(Saved entries)
==================================================

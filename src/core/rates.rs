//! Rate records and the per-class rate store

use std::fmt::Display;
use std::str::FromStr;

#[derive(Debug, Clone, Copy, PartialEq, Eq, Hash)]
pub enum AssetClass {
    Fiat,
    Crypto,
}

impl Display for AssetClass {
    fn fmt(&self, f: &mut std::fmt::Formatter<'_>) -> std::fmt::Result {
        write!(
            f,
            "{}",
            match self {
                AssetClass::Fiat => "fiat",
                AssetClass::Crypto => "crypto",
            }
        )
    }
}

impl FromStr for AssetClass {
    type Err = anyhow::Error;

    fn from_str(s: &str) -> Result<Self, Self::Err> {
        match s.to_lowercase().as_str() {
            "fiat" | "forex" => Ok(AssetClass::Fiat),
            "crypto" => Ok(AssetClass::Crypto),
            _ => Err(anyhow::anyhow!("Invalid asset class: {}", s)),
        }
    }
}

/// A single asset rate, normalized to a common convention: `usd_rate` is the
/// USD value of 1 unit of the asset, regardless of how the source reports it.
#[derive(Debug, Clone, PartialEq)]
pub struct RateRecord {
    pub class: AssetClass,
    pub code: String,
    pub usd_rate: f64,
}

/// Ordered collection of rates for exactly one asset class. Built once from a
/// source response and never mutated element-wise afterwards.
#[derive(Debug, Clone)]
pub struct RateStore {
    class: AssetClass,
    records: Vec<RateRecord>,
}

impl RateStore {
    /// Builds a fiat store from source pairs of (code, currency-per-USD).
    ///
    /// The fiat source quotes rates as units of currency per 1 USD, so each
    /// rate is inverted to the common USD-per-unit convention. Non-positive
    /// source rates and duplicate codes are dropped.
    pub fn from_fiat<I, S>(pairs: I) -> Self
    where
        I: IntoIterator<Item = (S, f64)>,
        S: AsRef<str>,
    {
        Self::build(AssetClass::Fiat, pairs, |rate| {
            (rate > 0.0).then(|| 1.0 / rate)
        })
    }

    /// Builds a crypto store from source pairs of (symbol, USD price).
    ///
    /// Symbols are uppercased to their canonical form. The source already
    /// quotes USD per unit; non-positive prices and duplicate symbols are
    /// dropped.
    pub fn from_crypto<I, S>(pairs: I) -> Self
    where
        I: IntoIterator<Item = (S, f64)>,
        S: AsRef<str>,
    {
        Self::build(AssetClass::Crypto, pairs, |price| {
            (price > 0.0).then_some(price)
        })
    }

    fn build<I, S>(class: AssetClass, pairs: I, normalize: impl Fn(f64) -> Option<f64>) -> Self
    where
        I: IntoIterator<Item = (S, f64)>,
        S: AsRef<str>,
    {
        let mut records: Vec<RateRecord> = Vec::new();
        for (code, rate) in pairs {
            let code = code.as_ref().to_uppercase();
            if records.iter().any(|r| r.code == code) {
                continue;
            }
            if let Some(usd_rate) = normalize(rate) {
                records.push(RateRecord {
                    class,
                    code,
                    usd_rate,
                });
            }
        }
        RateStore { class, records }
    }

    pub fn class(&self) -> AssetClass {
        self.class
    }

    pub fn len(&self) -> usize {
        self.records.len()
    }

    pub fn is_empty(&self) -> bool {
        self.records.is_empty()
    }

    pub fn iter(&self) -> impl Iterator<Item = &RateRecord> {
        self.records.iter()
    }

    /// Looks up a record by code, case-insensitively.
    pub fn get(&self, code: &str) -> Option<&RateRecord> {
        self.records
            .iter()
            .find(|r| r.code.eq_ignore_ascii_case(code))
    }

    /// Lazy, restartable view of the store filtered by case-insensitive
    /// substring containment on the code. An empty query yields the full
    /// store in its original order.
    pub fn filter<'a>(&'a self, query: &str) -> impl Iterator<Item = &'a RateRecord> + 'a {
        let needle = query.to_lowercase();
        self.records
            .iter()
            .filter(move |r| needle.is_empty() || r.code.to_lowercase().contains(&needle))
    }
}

==================================================

Problem description:
Wherever a line in the records contains the word "RateRecord", copy that line.

Exercise response:
pub struct RateRecord {
    records: Vec<RateRecord>,
        let mut records: Vec<RateRecord> = Vec::new();
                records.push(RateRecord {
    pub fn iter(&self) -> impl Iterator<Item = &RateRecord> {
    pub fn get(&self, code: &str) -> Option<&RateRecord> {
    pub fn filter<'a>(&'a self, query: &str) -> impl Iterator<Item = &'a RateRecord> + 'a {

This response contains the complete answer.